A total of 17 people have been injured after the paddle steamer Waverley collided with Brodick Pier in Arran.
The Maritime and Coastguard Agency (MCA) said “a number have been taken to hospital” following the incident.
People stranded in Arran were later due to be returned to the mainland by an emergency sailing of a CalMac ferry.
Police, paramedics, coastguards and rescue helicopters were scrambled to the scene after the alarm was raised at about 17:15.
MCA said it was believed that 213 passengers and 26 crew were on board the vessel when it struck the pier.
One passenger, Graham McWilliams, told BBC Scotland’s The Nine about the moment of collision.
He said: “As we came into the pier, everything seemed quite normal.
“Then there was a sudden crash, a loud bang, and the boat stopped very quickly. I saw people falling and it was quite distressing.”
He added: “There was a lady that I saw who literally flew past the window.”
Mr McWilliams said that, several hours after the accident, passengers were still milling about the ferry terminal at Brodick.
He said it was unclear if they would be able to leave the island or whether accommodation could be found for them.
Transport Secretary Michael Matheson later tweeted to say arrangements had been made for CalMac to operate an emergency sailing to take the Waverley passengers back to the mainland.
‘Far too fast’
Rita McLeod, who was waiting to board the Waverley, said she saw people being taken away in ambulances.

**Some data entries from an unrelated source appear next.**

//! App Router

use salvo::Router;

use crate::{appointments, auth, dashboard, designs, projects, transactions};

/// The versioned `/api` tree.
pub(crate) fn app_router() -> Router {
    Router::with_path("api")
        .push(auth_routes())
        .push(design_routes())
        .push(project_routes())
        .push(transaction_routes())
        .push(appointment_routes())
        .push(dashboard_routes())
}

fn auth_routes() -> Router {
    Router::with_path("auth")
        .push(Router::with_path("signup").post(auth::handlers::signup::handler))
        .push(Router::with_path("login").post(auth::handlers::login::handler))
        .push(Router::with_path("forgot-password").post(auth::handlers::forgot_password::handler))
        .push(
            Router::with_path("verify-reset-otp").post(auth::handlers::verify_reset_otp::handler),
        )
        .push(Router::with_path("reset-password").post(auth::handlers::reset_password::handler))
        .push(
            Router::with_path("me")
                .hoop(auth::middleware::require_auth)
                .get(auth::handlers::me::handler),
        )
}

fn design_routes() -> Router {
    Router::with_path("designs")
        .get(designs::index::handler)
        .push(
            // Download links open outside the app shell, so identity is
            // optional here and may arrive as a query token.
            Router::with_path("{design}/download")
                .hoop(auth::middleware::optional_auth)
                .get(designs::download::handler),
        )
        .push(Router::with_path("{design}").get(designs::get::handler))
        .push(
            Router::new()
                .hoop(auth::middleware::require_auth)
                .hoop(auth::middleware::require_admin)
                .post(designs::create::handler)
                .push(Router::with_path("{design}").delete(designs::delete::handler)),
        )
}

fn project_routes() -> Router {
    Router::with_path("projects")
        .get(projects::index::handler)
        .push(Router::with_path("top").get(projects::top::handler))
        .push(Router::with_path("{project}").get(projects::get::handler))
        .push(
            Router::new()
                .hoop(auth::middleware::require_auth)
                .hoop(auth::middleware::require_admin)
                .post(projects::create::handler)
                .push(Router::with_path("{project}").delete(projects::delete::handler)),
        )
}

fn transaction_routes() -> Router {
    Router::with_path("transactions")
        .hoop(auth::middleware::require_auth)
        .push(Router::with_path("order").post(transactions::order::handler))
        .push(Router::with_path("verify").post(transactions::verify::handler))
        .push(Router::with_path("my-orders").get(transactions::my_orders::handler))
        .push(Router::with_path("check/{design}").get(transactions::check::handler))
        .push(
            Router::new()
                .hoop(auth::middleware::require_admin)
                .push(Router::with_path("admin/all").get(transactions::admin_index::handler))
                .push(
                    Router::with_path("design/{design}/stats")
                        .get(transactions::design_stats::handler),
                ),
        )
}

fn appointment_routes() -> Router {
    Router::with_path("appointments")
        .hoop(auth::middleware::require_auth)
        .post(appointments::create::handler)
        .get(appointments::index::handler)
        .push(
            Router::with_path("{appointment}")
                .hoop(auth::middleware::require_admin)
                .put(appointments::update::handler),
        )
}

fn dashboard_routes() -> Router {
    Router::with_path("dashboard")
        .hoop(auth::middleware::require_auth)
        .push(Router::with_path("updates").get(dashboard::updates::handler))
        .push(
            Router::with_path("stats")
                .hoop(auth::middleware::require_admin)
                .get(dashboard::stats::handler),
        )
}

“We were actually queued up waiting to get in when it crashed,” she said. “It came in bow first. It came in far too fast.”

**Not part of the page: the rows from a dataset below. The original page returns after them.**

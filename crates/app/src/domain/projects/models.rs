//! Project models.

use jiff::Timestamp;

use crate::{media::StoredAsset, uuids::TypedUuid};

/// Project UUID
pub type ProjectUuid = TypedUuid<ProjectRecord>;

/// Delivery status shown on the portfolio.
#[derive(Debug, Clone, Copy, PartialEq, Eq)]
pub enum ProjectStatus {
    Proposed,
    Ongoing,
    Completed,
}

impl ProjectStatus {
    #[must_use]
    pub const fn as_str(self) -> &'static str {
        match self {
            Self::Proposed => "Proposed",
            Self::Ongoing => "Ongoing",
            Self::Completed => "Completed",
        }
    }

    #[must_use]
    pub fn parse(value: &str) -> Option<Self> {
        match value {
            "Proposed" => Some(Self::Proposed),
            "Ongoing" => Some(Self::Ongoing),
            "Completed" => Some(Self::Completed),
            _ => None,
        }
    }
}

/// Free-text delivery estimates.
#[derive(Debug, Clone, PartialEq, Eq)]
pub struct ProjectEstimates {
    pub cost: String,
    pub duration: String,
    pub area: String,
}

impl Default for ProjectEstimates {
    fn default() -> Self {
        Self {
            cost: "TBD".to_string(),
            duration: "TBD".to_string(),
            area: "TBD".to_string(),
        }
    }
}

/// Project as persisted.
#[derive(Debug, Clone)]
pub struct ProjectRecord {
    pub uuid: ProjectUuid,
    pub title: String,
    pub description: String,
    pub location: String,
    pub status: ProjectStatus,
    pub estimates: ProjectEstimates,

    /// Gallery images.
    pub images: Vec<StoredAsset>,

    /// Optional 3D model (`glb`/`gltf`).
    pub model_3d: Option<StoredAsset>,

    /// Optional third-party viewer embed.
    pub model_embed_url: Option<String>,

    pub is_featured: bool,
    pub created_at: Timestamp,
    pub updated_at: Timestamp,
}

/// Project creation payload (assets already stored).
#[derive(Debug, Clone)]
pub struct NewProject {
    pub uuid: ProjectUuid,
    pub title: String,
    pub description: String,
    pub location: String,
    pub status: ProjectStatus,
    pub estimates: ProjectEstimates,
    pub images: Vec<StoredAsset>,
    pub model_3d: Option<StoredAsset>,
    pub model_embed_url: Option<String>,
    pub is_featured: bool,
}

“We saw a lot of people falling, a few people fell over. There were people taken away in ambulances.
“We saw a lot of people, pretty badly shaken, coming off.”

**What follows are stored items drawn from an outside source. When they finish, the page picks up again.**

//! Email message constructors.

use crate::mailer::EmailMessage;

/// Render a minor-unit amount as `"INR 1,234.50"`-style text (no grouping).
#[must_use]
pub fn format_amount(amount: u64, currency: &str) -> String {
    format!("{currency} {}.{:02}", amount / 100, amount % 100)
}

/// Receipt sent to the buyer after a verified payment.
#[must_use]
pub fn payment_receipt(
    to: &str,
    buyer_name: &str,
    design_title: &str,
    amount: u64,
    currency: &str,
    payment_id: &str,
) -> EmailMessage {
    EmailMessage {
        to: to.to_string(),
        subject: "Payment Successful - Atelier".to_string(),
        html_body: format!(
            "<div style=\"font-family: Arial, sans-serif; padding: 20px; color: #333;\">\
             <h2>Payment Successful</h2>\
             <p>Dear {buyer_name},</p>\
             <p>Thank you for purchasing <strong>{design_title}</strong>.</p>\
             <p>Amount paid: <strong>{}</strong></p>\
             <p>Transaction ID: {payment_id}</p>\
             <p>You can now download the design documentation from the design page.</p>\
             </div>",
            format_amount(amount, currency),
        ),
    }
}

/// Alert sent to the studio when a design sells.
#[must_use]
pub fn sale_alert(
    to: &str,
    design_title: &str,
    amount: u64,
    currency: &str,
    buyer_name: &str,
    buyer_email: &str,
    payment_id: &str,
) -> EmailMessage {
    EmailMessage {
        to: to.to_string(),
        subject: "New Sale - Atelier".to_string(),
        html_body: format!(
            "<div style=\"font-family: Arial, sans-serif; padding: 20px; color: #333;\">\
             <h2>New Design Sold</h2>\
             <p><strong>Design:</strong> {design_title}</p>\
             <p><strong>Amount:</strong> {}</p>\
             <p><strong>Buyer:</strong> {buyer_name} ({buyer_email})</p>\
             <p><strong>Transaction ID:</strong> {payment_id}</p>\
             </div>",
            format_amount(amount, currency),
        ),
    }
}

/// Alert sent to the studio when an appointment is requested.
#[must_use]
pub fn appointment_alert(
    to: &str,
    name: &str,
    date: &str,
    time_slot: &str,
    mode: &str,
    purpose: &str,
) -> EmailMessage {
    EmailMessage {
        to: to.to_string(),
        subject: "New Appointment Request".to_string(),
        html_body: format!(
            "<h2>New Appointment Request</h2>\
             <p><strong>Name:</strong> {name}</p>\
             <p><strong>Date:</strong> {date}</p>\
             <p><strong>Time:</strong> {time_slot}</p>\
             <p><strong>Mode:</strong> {mode}</p>\
             <p><strong>Purpose:</strong> {purpose}</p>"
        ),
    }
}

/// Confirmation sent to the requester after booking.
#[must_use]
pub fn appointment_received(to: &str, name: &str, date: &str, time_slot: &str) -> EmailMessage {
    EmailMessage {
        to: to.to_string(),
        subject: "Appointment Request Received".to_string(),
        html_body: format!(
            "<h2>Appointment Request Received</h2>\
             <p>Dear {name},</p>\
             <p>We have received your request for an appointment on \
             <strong>{date}</strong> at <strong>{time_slot}</strong>.</p>\
             <p>We will confirm the details shortly.</p>"
        ),
    }
}

/// Status update sent to the requester when the studio responds.
#[must_use]
pub fn appointment_updated(
    to: &str,
    name: &str,
    status: &str,
    meeting_link: Option<&str>,
    admin_reply: Option<&str>,
) -> EmailMessage {
    let link_block = meeting_link.map_or(String::new(), |link| {
        format!("<p><strong>Meeting link:</strong> <a href=\"{link}\">{link}</a></p>")
    });
    let reply_block = admin_reply.map_or(String::new(), |reply| {
        format!("<p><strong>Message from the studio:</strong><br>{reply}</p>")
    });

    EmailMessage {
        to: to.to_string(),
        subject: format!("Appointment Update: {}", status.to_uppercase()),
        html_body: format!(
            "<h2>Appointment {status}</h2>\
             <p>Dear {name},</p>\
             <p>Your appointment status has been updated to <strong>{status}</strong>.</p>\
             {link_block}{reply_block}"
        ),
    }
}

/// Password-reset email carrying the one-time code and a direct link.
#[must_use]
pub fn password_reset(to: &str, code: &str, reset_link: &str) -> EmailMessage {
    EmailMessage {
        to: to.to_string(),
        subject: "Reset Your Password - Atelier".to_string(),
        html_body: format!(
            "<div style=\"font-family: Arial, sans-serif; padding: 20px; color: #333;\">\
             <h2>Password Reset</h2>\
             <p>You requested a password reset. Use the code below or follow the link:</p>\
             <p style=\"font-size: 28px; letter-spacing: 6px;\"><strong>{code}</strong></p>\
             <p>The code is valid for 5 minutes.</p>\
             <p><a href=\"{reset_link}\">Reset password</a></p>\
             <p>If you didn't request this, please ignore this email.</p>\
             </div>"
        ),
    }
}

#[cfg(test)]
mod tests {
    use super::*;

    #[test]
    fn format_amount_renders_minor_units() {
        assert_eq!(format_amount(123_450, "INR"), "INR 1234.50");
        assert_eq!(format_amount(5, "INR"), "INR 0.05");
        assert_eq!(format_amount(0, "USD"), "USD 0.00");
    }

    #[test]
    fn payment_receipt_addresses_the_buyer() {
        let message = payment_receipt(
            "buyer@example.com",
            "Asha",
            "Hillside Villa",
            50_000,
            "INR",
            "pay_123",
        );

        assert_eq!(message.to, "buyer@example.com");
        assert!(message.html_body.contains("Hillside Villa"));
        assert!(message.html_body.contains("INR 500.00"));
        assert!(message.html_body.contains("pay_123"));
    }

    #[test]
    fn appointment_updated_omits_absent_blocks() {
        let message = appointment_updated("user@example.com", "Asha", "confirmed", None, None);

        assert!(!message.html_body.contains("Meeting link"));
        assert!(!message.html_body.contains("Message from the studio"));
    }

    #[test]
    fn appointment_updated_includes_link_and_reply() {
        let message = appointment_updated(
            "user@example.com",
            "Asha",
            "confirmed",
            Some("https://meet.example.com/abc"),
            Some("See you then"),
        );

        assert!(message.html_body.contains("https://meet.example.com/abc"));
        assert!(message.html_body.contains("See you then"));
        assert_eq!(message.subject, "Appointment Update: CONFIRMED");
    }
}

The ship was due to into Brodick at about 17.00 after leaving Greenock in the morning.
Another eyewitness saw the crash from the departure terminal as she waited to board.
Anne Cochrane from Bishopbriggs near Glasgow, said: “It just crashed into the pier when it was coming back from the Holy Isle. We’re just stuck in the departure terminal. We’ve had no information.”
The Marine Accident Investigation Branch has been informed of the incident.
The Waverley set sail for the first time in two years less than two weeks ago, an event which was itself delayed due to an “unexpected technical and administration issue”.
The ship, described as the world’s last seagoing paddle steamer, missed the 2019 season as it waited for urgent repairs.
A funding appeal was launched in June 2019 and it hit its target in December after receiving a £1m grant from the Scottish government to help with the restoration.
This paddle steamer, built by A & J Inglis of Glasgow and first launched in October 1946, has been involved in accidents before.
It struck the breakwater at Dunoon with 700 passengers on board, 12 of whom suffered minor injuries, in June 2009
In July 1977 it was badly damaged when it struck rocks near Dunoon.
In 2017, it was involved in another incident when it crashed into the pier at Rothesay.